Records supplied ▸
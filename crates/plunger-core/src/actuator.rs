//! Actuator commit layer
//!
//! One record per physical output maps the resolved root value (desired) onto
//! a confirmed device state (actual). A device may confirm, ask to be retried
//! later, or fault; at most one retry timer is pending per actuator and it is
//! always cancelled before a new attempt.
//!
//! Pulsed actuators (momentary, escalating) never confirm a truthy value:
//! while the desired value stays truthy they keep re-firing, spaced by their
//! minimum spacing. All pulsed actuators share one firing window so that no
//! two coils are energized at once.

use crate::bus::Flow;
use crate::config::{ActuatorConfig, ActuatorKind};
use crate::event::EventKind;
use crate::machine::Machine;
use crate::time::Time;
use crate::transport::{DeviceCommand, DeviceFault, DeviceReply, DeviceRequest, SetOutcome, Transport};
use crate::{Error, FieldRef, ObjectId, OutputKey, Result, TimerId, Value};
use futures::future::FutureExt;
use indexmap::IndexMap;
use std::cell::RefCell;
use std::collections::VecDeque;
use std::rc::Rc;
use tracing::{debug, info, trace, warn};

/// Slack added to spacing-derived retry delays so the retry lands after the window
const RETRY_SLACK_MS: u64 = 3;

/// Commit state of an actuator
#[derive(Debug, Clone, Copy, PartialEq, Eq)]
pub enum ActuatorPhase {
    /// actual == desired
    Idle,
    /// actual != desired, nothing scheduled
    Pending,
    /// actual != desired, retry timer pending
    Retrying,
}

/// Per-output commit record
#[derive(Debug)]
pub struct Actuator {
    key: OutputKey,
    kind: ActuatorKind,
    initial: Value,
    desired: Value,
    actual: Value,
    retry: Option<TimerId>,
    in_flight: Option<u64>,
    attempts: u64,
    last_actual_change: Option<Time>,
    last_fired: Option<Time>,
    fire_count: u64,
    step: u32,
    change_attempts: u64,
    pending: Value,
}

impl Actuator {
    fn new(config: ActuatorConfig) -> Self {
        Self {
            key: config.key,
            kind: config.kind,
            desired: config.initial.clone(),
            actual: config.initial.clone(),
            pending: config.initial.clone(),
            initial: config.initial,
            retry: None,
            in_flight: None,
            attempts: 0,
            last_actual_change: None,
            last_fired: None,
            fire_count: 0,
            step: 0,
            change_attempts: 0,
        }
    }

    pub fn key(&self) -> &OutputKey {
        &self.key
    }

    pub fn kind(&self) -> &ActuatorKind {
        &self.kind
    }

    pub fn desired(&self) -> &Value {
        &self.desired
    }

    pub fn actual(&self) -> &Value {
        &self.actual
    }

    /// Device calls issued so far
    pub fn attempts(&self) -> u64 {
        self.attempts
    }

    pub fn fire_count(&self) -> u64 {
        self.fire_count
    }

    pub fn last_fired(&self) -> Option<Time> {
        self.last_fired
    }

    pub fn last_actual_change(&self) -> Option<Time> {
        self.last_actual_change
    }

    pub fn retry_pending(&self) -> bool {
        self.retry.is_some()
    }

    pub fn phase(&self) -> ActuatorPhase {
        if self.desired == self.actual {
            ActuatorPhase::Idle
        } else if self.retry.is_some() {
            ActuatorPhase::Retrying
        } else {
            ActuatorPhase::Pending
        }
    }

    fn min_spacing(&self) -> u64 {
        match self.kind {
            ActuatorKind::Plain => 0,
            ActuatorKind::Momentary { min_spacing_ms, .. } => min_spacing_ms,
            ActuatorKind::Escalating { min_spacing_ms, .. } => min_spacing_ms,
        }
    }

    /// Pulse length for a fire at `now`; resets the escalation after a quiet period
    fn pulse_length(&mut self, now: Time) -> u64 {
        match self.kind {
            ActuatorKind::Plain => 0,
            ActuatorKind::Momentary { pulse_ms, .. } => pulse_ms,
            ActuatorKind::Escalating {
                initial_ms,
                max_ms,
                steps,
                reset_after_ms,
                ..
            } => {
                let quiet = match self.last_fired {
                    None => true,
                    Some(last) => now > last + reset_after_ms,
                };
                if quiet {
                    self.step = 0;
                }
                let span = max_ms.saturating_sub(initial_ms);
                initial_ms + span * self.step as u64 / (steps.max(2) as u64 - 1)
            }
        }
    }

    fn after_fire(&mut self, now: Time) {
        self.last_fired = Some(now);
        self.fire_count += 1;
        if let ActuatorKind::Escalating { steps, .. } = self.kind {
            if self.step + 1 < steps {
                self.step += 1;
            }
        }
    }
}

struct Completion {
    key: OutputKey,
    attempt: u64,
    value: Value,
    pulse: Option<u64>,
    result: std::result::Result<SetOutcome, DeviceFault>,
}

/// Every actuator plus the transport and the shared firing window
pub struct ActuatorBank {
    actuators: IndexMap<OutputKey, Actuator>,
    firing_until: Option<Time>,
    transport: Box<dyn Transport>,
    completions: Rc<RefCell<VecDeque<Completion>>>,
}

impl ActuatorBank {
    pub(crate) fn new(transport: Box<dyn Transport>) -> Self {
        Self {
            actuators: IndexMap::new(),
            firing_until: None,
            transport,
            completions: Rc::new(RefCell::new(VecDeque::new())),
        }
    }

    pub fn get(&self, key: &OutputKey) -> Option<&Actuator> {
        self.actuators.get(key)
    }

    pub fn iter(&self) -> impl Iterator<Item = &Actuator> {
        self.actuators.values()
    }

    /// End of the current shared firing window
    pub fn firing_until(&self) -> Option<Time> {
        self.firing_until
    }

    fn record_mut(&mut self, key: &OutputKey) -> Result<&mut Actuator> {
        self.actuators
            .get_mut(key)
            .ok_or_else(|| Error::UnknownActuator(key.clone()))
    }
}

fn field(key: &OutputKey, name: &str) -> FieldRef {
    FieldRef::new(ObjectId::Actuator(key.clone()), name)
}
//! The machine context
//!
//! `Machine` owns every component of the control core: clock, event bus,
//! reactive state, timer queue, node arena, switch registry and actuator bank.
//! The behavior of each component lives next to its data (`bus`, `state`,
//! `tree`, `outputs`, `switches`, `actuator`); this module wires them together
//! and numbers the events.

use crate::actuator::ActuatorBank;
use crate::bus::{self, BusHost, EventBus};
use crate::config::{MachineConfig, SwitchConfig};
use crate::event::{Event, EventKind};
use crate::outputs::OutputBindings;
use crate::scheduler::Scheduler;
use crate::state::StateStore;
use crate::tasks::{TaskRegistry, TurnQueue};
use crate::time::{Clock, ClockMode, Time};
use crate::transport::Transport;
use crate::tree::{Node, NodeSpec};
use crate::{FieldRef, NodeId, ObjectId, Result, SwitchId, TimerId, Value, ValueMap};
use futures::executor::LocalSpawner;
use futures::future::LocalBoxFuture;
use indexmap::IndexMap;
use tracing::{debug, error, info, trace};

/// Name of the node every behavior hangs under
pub const ROOT_NAME: &str = "machine";

/// Control core state
pub struct Machine {
    pub(crate) config: MachineConfig,
    pub(crate) clock: Clock,
    pub(crate) bus: EventBus<Machine>,
    pub(crate) state: StateStore,
    pub(crate) scheduler: Scheduler<Machine>,
    pub(crate) nodes: IndexMap<NodeId, Node>,
    pub(crate) next_node: u64,
    pub(crate) next_listener: u64,
    pub(crate) root: NodeId,
    pub(crate) switches: IndexMap<SwitchId, SwitchConfig>,
    pub(crate) actuators: ActuatorBank,
    pub(crate) tasks: TaskRegistry,
    pub(crate) turns: TurnQueue,
    next_seq: u64,
}

impl Machine {
    /// Build a machine from configuration
    ///
    /// The root node is created and started, its outputs default to the
    /// configured initial values, and every switch and actuator is registered.
    pub(crate) fn new(
        config: MachineConfig,
        transport: Box<dyn Transport>,
        mode: ClockMode,
        spawner: LocalSpawner,
    ) -> Self {
        let tasks = TaskRegistry::new(spawner, config.max_pending_tasks);
        let mut machine = Self {
            clock: Clock::with_mode(mode),
            bus: EventBus::new(),
            state: StateStore::new(),
            scheduler: Scheduler::new(),
            nodes: IndexMap::new(),
            next_node: 0,
            next_listener: 0,
            root: NodeId(0),
            switches: IndexMap::new(),
            actuators: ActuatorBank::new(transport),
            tasks,
            turns: TurnQueue::default(),
            next_seq: 0,
            config,
        };

        let root = machine.create_node(NodeSpec::named(ROOT_NAME));
        machine.root = root;
        machine
            .bus
            .subscribe(|_| true, move |m: &mut Machine, e: &Event| {
                m.dispatch(root, e);
                Ok(bus::Flow::Keep)
            });
        machine.declare(ObjectId::Clock, "time", 0u64);

        let defaults = machine
            .config
            .actuators
            .iter()
            .map(|a| (a.key.clone(), a.initial.clone()))
            .chain(machine.config.outputs.iter().map(|o| (o.key.clone(), o.initial.clone())))
            .fold(OutputBindings::new(), |b, (key, initial)| b.constant(key, initial));
        if !defaults.is_empty() {
            machine.bind_outputs(root, defaults);
        }
        machine.start(root);

        for switch in machine.config.switches.clone() {
            machine.add_switch(switch);
        }
        for actuator in machine.config.actuators.clone() {
            machine.add_actuator(actuator);
        }
        info!(
            mode = ?mode,
            switches = machine.switches.len(),
            actuators = machine.config.actuators.len(),
            "machine ready"
        );
        machine
    }

    pub fn config(&self) -> &MachineConfig {
        &self.config
    }

    pub fn clock(&self) -> &Clock {
        &self.clock
    }

    /// Current machine time; not tracked
    pub fn now(&self) -> Time {
        self.clock.now()
    }

    /// Current machine time, recorded as a dependency of the running evaluation
    pub fn now_tracked(&self) -> Time {
        self.state.record(&FieldRef::clock());
        self.clock.now()
    }

    /// Sequence number of the last event published
    pub fn last_seq(&self) -> u64 {
        self.next_seq
    }

    /// Publish an event stamped with the next sequence number and the current time
    pub fn emit(&mut self, kind: EventKind) {
        self.next_seq += 1;
        let event = Event::new(self.next_seq, self.clock.now(), kind);
        bus::publish(self, event);
    }

    pub fn emit_custom(&mut self, name: impl Into<String>) {
        self.emit_custom_with(name, ValueMap::new());
    }

    pub fn emit_custom_with(&mut self, name: impl Into<String>, params: ValueMap) {
        self.emit(EventKind::Custom {
            name: name.into(),
            params,
        });
    }

    /// Buffer published events until the matching `release`
    pub fn hold(&mut self) {
        self.bus.hold();
    }

    /// Leave one hold level; the outermost release delivers the buffered events
    pub fn release(&mut self) {
        bus::release(self);
    }

    /// Register a bus listener; it sees every event after the node tree
    pub fn subscribe(
        &mut self,
        predicate: impl Fn(&Event) -> bool + 'static,
        handler: impl Fn(&mut Machine, &Event) -> Result<bus::Flow> + 'static,
    ) -> crate::SubscriptionId {
        self.bus.subscribe(predicate, handler)
    }

    pub fn unsubscribe(&mut self, id: crate::SubscriptionId) -> bool {
        self.bus.cancel(id)
    }

    /// Move the clock forward and publish the time change
    pub(crate) fn set_time(&mut self, t: Time) {
        let before = self.clock.now();
        if !self.clock.set(t) {
            return;
        }
        trace!(from = before, to = t, "time advanced");
        if let Err(e) = self.set(&FieldRef::clock(), t) {
            error!(error = %e, "clock field missing");
        }
    }

    /// Run `callback` at absolute time `at` (not before the next drain)
    pub fn call_at(
        &mut self,
        at: Time,
        label: impl Into<String>,
        callback: impl FnMut(&mut Machine) -> Result<()> + 'static,
    ) -> TimerId {
        let at = at.max(self.now());
        self.scheduler.schedule(at, label, None, None, Box::new(callback))
    }

    /// Run `callback` after `delay` milliseconds
    pub fn call_in(
        &mut self,
        delay: Time,
        label: impl Into<String>,
        callback: impl FnMut(&mut Machine) -> Result<()> + 'static,
    ) -> TimerId {
        let at = self.now() + delay;
        self.scheduler.schedule(at, label, None, None, Box::new(callback))
    }

    /// Run `callback` every `interval` milliseconds until cancelled
    pub fn call_every(
        &mut self,
        interval: Time,
        label: impl Into<String>,
        callback: impl FnMut(&mut Machine) -> Result<()> + 'static,
    ) -> TimerId {
        let at = self.now() + interval.max(1);
        self.scheduler
            .schedule(at, label, Some(interval), None, Box::new(callback))
    }

    pub fn cancel_timer(&mut self, id: TimerId) -> bool {
        self.scheduler.cancel(id)
    }

    pub fn pending_timers(&self) -> usize {
        self.scheduler.len()
    }

    pub fn next_due(&self) -> Option<Time> {
        self.scheduler.next_due()
    }

    /// Fire the earliest timer due at or before `until`
    ///
    /// The clock is moved to the timer's due time first. Returns false when
    /// nothing was due.
    pub(crate) fn fire_next_due(&mut self, until: Time) -> bool {
        let Some(mut due) = self.scheduler.pop_due(until) else {
            return false;
        };
        self.set_time(due.at);
        debug!(timer = due.id.0, label = %due.label, at = due.at, "timer fired");
        if let Err(e) = due.run(self) {
            error!(timer = due.id.0, label = %due.label, error = %e, "timer callback failed");
        }
        self.scheduler.finish(due);
        true
    }

    /// Read a field without recording it
    pub fn peek(&self, field: &FieldRef) -> Option<&Value> {
        self.state.peek(field)
    }
}

impl BusHost for Machine {
    fn bus(&mut self) -> &mut EventBus<Self> {
        &mut self.bus
    }

    fn spawn_pending(&mut self, label: String, task: LocalBoxFuture<'static, ()>) {
        self.spawn_task(label, task);
    }

    fn after_publish(&mut self) {
        self.grant_turn();
    }
}

impl std::fmt::Debug for Machine {
    fn fmt(&self, f: &mut std::fmt::Formatter<'_>) -> std::fmt::Result {
        f.debug_struct("Machine")
            .field("now", &self.clock.now())
            .field("nodes", &self.nodes.len())
            .field("listeners", &self.bus.len())
            .field("timers", &self.scheduler.len())
            .field("tasks", &self.tasks.pending())
            .finish()
    }
}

Exercise ▸ Here the job is to transcribe the lines from the first line of the data through the line containing "to be retried", inclusive, exactly and with nothing else.

Task result ▸
filename crates/plunger-core/src/actuator.rs
//! Actuator commit layer
//!
//! One record per physical output maps the resolved root value (desired) onto
//! a confirmed device state (actual). A device may confirm, ask to be retried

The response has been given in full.